Clearly, it is hard to detect bits correctly in this signal. For a sequence of identical bits the amplitude drops until a different bit follows. In the case of a (long) preamble the signal would fall very close to zero, making it impossible to detect its presence after a while.


First of all, we want to demodulate the signal, meaning we want to translate the low frequency into a constant low signal level and the high frequency into a high signal level. As we are interested in only two frequencies, we can calculate the correlation between the received signal and the two respective frequencies, instead of doing a full FFT. These are the steps for the correlation with one frequency:

  1. Obtain a window of the signal with a window length close to the number of samples per bit
  2. Multiply every sample with a sine and cosine of the frequency
  3. Sum up all products with the sine and separately all products of the cosine multiplication
  4. Square the two sums
  5. Add the squared sums
  6. Take the square root of the summation
  7. Save the value as first sample of the correlation
  8. Move the window one sample ahead and start over

Done for both frequencies, we obtain two signals containing the information how strong the frequency in question is present in the original signal.

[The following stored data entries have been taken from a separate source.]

//! Error types for experiment lifecycle operations.

use switchyard_core::ExperimentId;

use crate::experiment::State;
use crate::rule::RuleParseError;
use crate::store::RepositoryError;

/// Result type alias for experiment operations.
pub type Result<T> = std::result::Result<T, Error>;

/// Errors that can occur during experiment lifecycle operations.
#[derive(Debug, thiserror::Error)]
pub enum Error {
    /// A field-level or state-dependent validation failed.
    #[error("validation failed: {message}")]
    Validation {
        /// Description of the failed check.
        message: String,
    },

    /// An identifier (application name or label) was malformed.
    #[error("invalid identifier: {message}")]
    InvalidIdentifier {
        /// Description of what made the identifier invalid.
        message: String,
    },

    /// The requested state transition is not an edge of the lifecycle graph.
    #[error("invalid state transition: {from} -> {to}")]
    InvalidStateTransition {
        /// State the experiment is currently in.
        from: State,
        /// State the caller asked for.
        to: State,
    },

    /// The experiment id is not present (or the experiment is deleted).
    #[error("experiment not found: {id}")]
    NotFound {
        /// The id that was looked up.
        id: ExperimentId,
    },

    /// A uniqueness constraint was violated or a concurrent mutation won.
    #[error("conflict: {message}")]
    Conflict {
        /// Description of the conflict.
        message: String,
    },

    /// The segmentation rule expression is syntactically invalid.
    #[error("invalid rule expression: {0}")]
    RuleParse(#[from] RuleParseError),

    /// A repository operation failed.
    #[error("repository error: {0}")]
    Repository(RepositoryError),
}

impl Error {
    /// Creates a new validation error with the given message.
    #[must_use]
    pub fn validation(message: impl Into<String>) -> Self {
        Self::Validation {
            message: message.into(),
        }
    }

    /// Returns true when the whole operation may be retried by the caller.
    ///
    /// The core never retries internally: by the time an error surfaces,
    /// partial progress has already been compensated.
    #[must_use]
    pub fn is_transient(&self) -> bool {
        matches!(self, Self::Repository(e) if e.is_transient())
    }
}

impl From<RepositoryError> for Error {
    fn from(error: RepositoryError) -> Self {
        match error {
            RepositoryError::Conflict { message } => Self::Conflict { message },
            other => Self::Repository(other),
        }
    }
}

impl From<switchyard_core::Error> for Error {
    fn from(error: switchyard_core::Error) -> Self {
        match error {
            switchyard_core::Error::InvalidId { message } => Self::InvalidIdentifier { message },
            switchyard_core::Error::Internal { message } => {
                Self::Repository(RepositoryError::Schema { message })
            }
        }
    }
}
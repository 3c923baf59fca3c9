//! The experiment lifecycle service.
//!
//! [`ExperimentService`] owns the create/update/transition orchestration
//! across the primary store, the secondary mirror, the priority list, the
//! rule cache, the page binder and the event log. There is no distributed
//! transaction manager: consistency rests on primary-first ordering plus
//! reverse-order compensation of exactly the steps that already committed.
//!
//! ## Failure semantics
//!
//! - Validation failures touch no store.
//! - A downstream failure compensates the committed steps in reverse order;
//!   compensation failures are logged and never replace the original error
//!   (a crash mid-compensation leaves an inconsistency for the operational
//!   reconciliation job to repair).
//! - Event-log failures never abort an operation and are never compensated.
//!
//! ## Concurrency
//!
//! Calls targeting the same experiment id serialize on an in-process keyed
//! lock; creates serialize on the (application, label) pair. Different keys
//! proceed in parallel. Locks are held for one orchestration call only.

use std::sync::Arc;

use switchyard_core::{
    ApplicationName, Clock, ExperimentId, ExperimentLabel, SystemClock, UserInfo,
};

use crate::buckets::Buckets;
use crate::error::{Error, Result};
use crate::events::{EventLog, ExperimentEvent, TracingEventLog};
use crate::experiment::{Experiment, ExperimentPatch, NewExperiment, PatchOutcome, State};
use crate::lock::KeyedLocks;
use crate::pages::Pages;
use crate::priority::{MemoryPriorityIndex, PriorityList};
use crate::rule::{self, RuleCache};
use crate::store::{ExperimentStore, RepositoryError};
use crate::validate;

/// Orchestrates the experiment lifecycle across both stores and the
/// process-local caches.
pub struct ExperimentService {
    primary: Arc<dyn ExperimentStore>,
    secondary: Arc<dyn ExperimentStore>,
    buckets: Arc<dyn Buckets>,
    pages: Arc<dyn Pages>,
    priorities: Arc<dyn PriorityList>,
    rule_cache: Arc<RuleCache>,
    event_log: Arc<dyn EventLog>,
    clock: Arc<dyn Clock>,
    id_locks: KeyedLocks<ExperimentId>,
    create_locks: KeyedLocks<(ApplicationName, ExperimentLabel)>,
}

impl std::fmt::Debug for ExperimentService {
    fn fmt(&self, f: &mut std::fmt::Formatter<'_>) -> std::fmt::Result {
        f.debug_struct("ExperimentService").finish_non_exhaustive()
    }
}

impl ExperimentService {
    /// Creates a service over the given stores and collaborators.
    ///
    /// Defaults: an empty in-memory priority index and rule cache, the
    /// tracing event log, and the system clock. Use the `with_*` builders
    /// to swap any of them.
    #[must_use]
    pub fn new(
        primary: Arc<dyn ExperimentStore>,
        secondary: Arc<dyn ExperimentStore>,
        buckets: Arc<dyn Buckets>,
        pages: Arc<dyn Pages>,
    ) -> Self {
        Self {
            primary,
            secondary,
            buckets,
            pages,
            priorities: Arc::new(MemoryPriorityIndex::new()),
            rule_cache: Arc::new(RuleCache::new()),
            event_log: Arc::new(TracingEventLog),
            clock: Arc::new(SystemClock),
            id_locks: KeyedLocks::new(),
            create_locks: KeyedLocks::new(),
        }
    }

    /// Replaces the priority list implementation.
    #[must_use]
    pub fn with_priorities(mut self, priorities: Arc<dyn PriorityList>) -> Self {
        self.priorities = priorities;
        self
    }

    /// Replaces the event log sink.
    #[must_use]
    pub fn with_event_log(mut self, event_log: Arc<dyn EventLog>) -> Self {
        self.event_log = event_log;
        self
    }

    /// Replaces the clock.
    #[must_use]
    pub fn with_clock(mut self, clock: Arc<dyn Clock>) -> Self {
        self.clock = clock;
        self
    }

    /// Returns the priority list.
    #[must_use]
    pub fn priorities(&self) -> &Arc<dyn PriorityList> {
        &self.priorities
    }

    /// Returns the rule cache.
    #[must_use]
    pub fn rule_cache(&self) -> &Arc<RuleCache> {
        &self.rule_cache
    }

    // ========================================================================
    // Reads
    // ========================================================================

    /// Lists all non-deleted experiments.
    ///
    /// # Errors
    ///
    /// Returns an error if the primary store fails.
    pub async fn list(&self) -> Result<Vec<Experiment>> {
        Ok(self.primary.get_experiments().await?)
    }

    /// Lists all non-deleted experiments of one application.
    ///
    /// # Errors
    ///
    /// Returns an error if the primary store fails.
    pub async fn list_for_application(
        &self,
        application: &ApplicationName,
    ) -> Result<Vec<Experiment>> {
        Ok(self
            .primary
            .get_experiments_for_application(application)
            .await?)
    }

    /// Lists the applications with at least one non-deleted experiment.
    ///
    /// # Errors
    ///
    /// Returns an error if the primary store fails.
    pub async fn list_applications(&self) -> Result<Vec<ApplicationName>> {
        Ok(self.primary.get_applications_list().await?)
    }

    /// Fetches an experiment by id. Deleted experiments read as `None`.
    ///
    /// # Errors
    ///
    /// Returns an error if the primary store fails.
    pub async fn get(&self, id: ExperimentId) -> Result<Option<Experiment>> {
        Ok(self.primary.get_experiment(id).await?)
    }

    /// Fetches an experiment by (application, label). Deleted experiments
    /// read as `None`.
    ///
    /// # Errors
    ///
    /// Returns an error if the primary store fails.
    pub async fn get_by_label(
        &self,
        application: &ApplicationName,
        label: &ExperimentLabel,
    ) -> Result<Option<Experiment>> {
        Ok(self
            .primary
            .get_experiment_by_label(application, label)
            .await?)
    }

    // ========================================================================
    // Create
    // ========================================================================

    /// Creates an experiment.
    ///
    /// Orchestration order: validate → primary row (mints the id and
    /// enforces label uniqueness) → priority list → secondary row → primary
    /// index tables → creation event. The priority list is written before
    /// the secondary store so any discovery by other components sees the
    /// experiment as already ordered; the index tables go last because they
    /// depend on both rows existing. On failure every committed step is
    /// compensated in reverse order and the original error is returned.
    ///
    /// # Errors
    ///
    /// Returns a validation, rule-parse, conflict or repository error. When
    /// an error is returned the observable state equals the pre-call state.
    pub async fn create(&self, new: NewExperiment, user: &UserInfo) -> Result<ExperimentId> {
        let _guard = self
            .create_locks
            .acquire((new.application_name.clone(), new.label.clone()))
            .await;

        validate::validate_new_experiment(&new)?;
        // A malformed rule must never touch a store.
        if !new.rule.is_empty() {
            rule::compile(&new.rule)?;
        }

        let experiment = new.into_experiment(self.clock.now());
        let application = experiment.application_name.clone();

        let id = self.primary.create_experiment(&experiment).await?;

        if let Err(error) = self.priorities.append(&application, id).await {
            self.compensate("primary.delete", self.primary.delete_experiment(id))
                .await;
            return Err(error.into());
        }

        if let Err(error) = self.secondary.create_experiment(&experiment).await {
            self.compensate("priorities.remove", self.priorities.remove(&application, id))
                .await;
            self.compensate("primary.delete", self.primary.delete_experiment(id))
                .await;
            return Err(error.into());
        }

        if let Err(error) = self
            .primary
            .create_indices_for_new_experiment(&experiment)
            .await
        {
            self.compensate("priorities.remove", self.priorities.remove(&application, id))
                .await;
            self.compensate("primary.delete", self.primary.delete_experiment(id))
                .await;
            self.compensate("secondary.delete", self.secondary.delete_experiment(id))
                .await;
            return Err(error.into());
        }

        self.event_log.post(ExperimentEvent::Created {
            user: user.clone(),
            experiment,
        });

        tracing::info!(experiment = %id, application = %application, "created experiment");
        Ok(id)
    }

    // ========================================================================
    // Update
    // ========================================================================

    /// Applies a partial update to an experiment.
    ///
    /// Every attribute of `patch` is either unset (no change requested) or
    /// a concrete new value; setting an attribute to its current value is
    /// not a change. A patch that changes nothing returns the current
    /// experiment untouched.
    ///
    /// After a transition to DELETED the experiment is invisible to reads;
    /// the returned value is the caller's tombstone view.
    ///
    /// # Errors
    ///
    /// Returns [`Error::NotFound`] when the id is absent or deleted, a
    /// validation / state-transition / rule-parse error when the patch is
    /// illegal for the current state, or a repository error. When the
    /// secondary store fails the primary is reverted before the error is
    /// returned.
    #[allow(clippy::too_many_lines)]
    pub async fn update(
        &self,
        id: ExperimentId,
        patch: ExperimentPatch,
        user: &UserInfo,
    ) -> Result<Experiment> {
        let _guard = self.id_locks.acquire(id).await;

        let current = self
            .primary
            .get_experiment(id)
            .await?
            .ok_or(Error::NotFound { id })?;

        let desired_transition = patch.state.filter(|s| *s != current.state);
        if let Some(desired) = desired_transition {
            validate::validate_state_transition(current.state, desired)?;
            // Going live requires a sane bucket allocation.
            if current.state == State::Draft && desired == State::Running {
                let bucket_list = self.buckets.bucket_list(id).await?;
                validate::validate_experiment_buckets(&bucket_list)?;
            }
        }

        validate::check_terminated_update(&current, &patch)?;
        validate::check_active_update(&current, &patch)?;
        let now = self.clock.now();
        validate::check_time_update(&current, &patch, now)?;

        let PatchOutcome {
            mut updated,
            changes,
            dirty,
        } = patch.apply_to(&current);
        if !dirty {
            return Ok(current);
        }

        validate::validate_experiment(&updated)?;

        let rule_changed = updated.rule != current.rule;
        let application_changed = updated.application_name != current.application_name;

        // Compile before touching any store; a parse failure is validation.
        let compiled = if rule_changed && !updated.rule.is_empty() {
            Some(Arc::new(rule::compile(&updated.rule)?))
        } else {
            None
        };

        updated.modification_time = now;

        let stored = self.primary.update_experiment(&updated).await?;

        if let Err(error) = self.secondary.update_experiment(&updated).await {
            let revert = async {
                self.primary.update_experiment(&current).await.map(|_| ())
            };
            self.compensate("primary.revert", revert).await;
            return Err(error.into());
        }

        if application_changed {
            // The old (application, id) ordering entry is obsolete.
            self.priorities.remove(&current.application_name, id).await?;
            self.priorities.append(&stored.application_name, id).await?;
        }

        if rule_changed {
            match &compiled {
                Some(compiled_rule) => {
                    self.rule_cache.set(id, Arc::clone(compiled_rule));
                    tracing::debug!(
                        experiment = %id,
                        rule = %stored.rule,
                        "segmentation rule updated"
                    );
                }
                None => {
                    self.rule_cache.clear(id);
                    tracing::debug!(experiment = %id, "segmentation rule cleared");
                }
            }
        }

        // DRAFT mutations are not audited.
        if stored.state != State::Draft {
            self.primary.log_experiment_changes(id, &changes).await?;
            for change in &changes {
                self.event_log.post(ExperimentEvent::Changed {
                    user: user.clone(),
                    experiment: stored.clone(),
                    attribute_name: change.attribute_name.clone(),
                    old_value: change.old_value.clone(),
                    new_value: change.new_value.clone(),
                });
            }
        }

        // A transition out of the live set stops the experiment from being
        // evaluated anywhere: drop it from the ordering and erase its page
        // bindings. Later edits of an already-terminated experiment (its
        // description) skip this cleanup.
        if matches!(
            desired_transition,
            Some(State::Terminated | State::Deleted)
        ) {
            self.priorities.remove(&stored.application_name, id).await?;
            self.pages
                .erase_page_data(&stored.application_name, id, user)
                .await?;
        }

        tracing::info!(
            experiment = %id,
            state = %stored.state,
            changes = changes.len(),
            "updated experiment"
        );
        Ok(stored)
    }

    /// Runs one compensation step, logging (but swallowing) its failure so
    /// it never replaces the original error.
    async fn compensate<F>(&self, step: &'static str, outcome: F)
    where
        F: std::future::Future<Output = std::result::Result<(), RepositoryError>>,
    {
        if let Err(error) = outcome.await {
            tracing::error!(
                %error,
                step,
                "compensation step failed; stores may need manual reconciliation"
            );
        }
    }
}
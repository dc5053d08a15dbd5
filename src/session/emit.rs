//! Archive emission: `tar-out` the mounted tree, then `quit`.

use std::path::Path;

use tracing::info;

use super::{quote_arg, Session, SessionState};
use crate::error::Result;

pub fn tar_out_command(output: &Path, compression: &str) -> String {
    format!(
        "tar-out / {} compress:{}",
        quote_arg(&output.to_string_lossy()),
        compression
    )
}

/// Stream `/` into `output` and end the session. Nothing is read back; the
/// outcome is only visible through the exit status checked by
/// [`Session::close`].
pub fn emit(session: &mut Session, output: &Path, compression: &str) -> Result<()> {
    session.expect_state(SessionState::Prepared, "emit the archive")?;

    info!("Packing filesystem into tarball {}", output.display());
    let tar_out = tar_out_command(output, compression);
    for command in [tar_out.as_str(), "quit"] {
        if let Err(e) = session.send(command) {
            return Err(session.abort(e));
        }
    }

    session.advance(SessionState::Emitted);
    Ok(())
}

#[cfg(test)]
mod tests {
    use super::*;
    use crate::error::TarballError;
    use crate::test_support::FakeGuestfish;

    #[test]
    fn test_tar_out_command() {
        assert_eq!(
            tar_out_command(Path::new("/out/disk.img.tar.gz"), "gz"),
            "tar-out / /out/disk.img.tar.gz compress:gz"
        );
        assert_eq!(
            tar_out_command(Path::new("/out dir/a.tar.xz"), "xz"),
            "tar-out / \"/out dir/a.tar.xz\" compress:xz"
        );
    }

    #[test]
    fn test_emit_requires_prepared_session() {
        let fake = FakeGuestfish::answering("/dev/sda1");
        let mut session = Session::open(&fake.binary).unwrap();

        let err = emit(&mut session, Path::new("/out/a.tar.gz"), "gz").unwrap_err();
        assert!(matches!(
            err,
            TarballError::OutOfOrder {
                state: SessionState::SessionOpen,
                ..
            }
        ));
    }
}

Finally, the difference of the correlation signals is the demodulated signal.

In the following picture we see (in this order) the recorded signal, the correlation with the lower frequency, the correlation with the higher frequency and the resulting demodulated signal.


One thing to note is the window length for the correlation process. Using a window leads to an averaged signal. Ideally the length fits to the number of samples per bit. If the length is to large, the influence from the previous and next bits will increase, which makes the resulting waveform blurred. In contrast to the demodulated signal above, the picture below shows a result with adjusted window length.


Now the signal is ready for decoding.


To understand the decoding process, let's first explain how data is encoded by SoftModem. This is similar to usual serial communication (e.g. UART). There are two main differences: befor sending the Start bit a preamble is prepended and the end of a transmission is denoted by a Push bit. Omitting the Push bit means more data will follow.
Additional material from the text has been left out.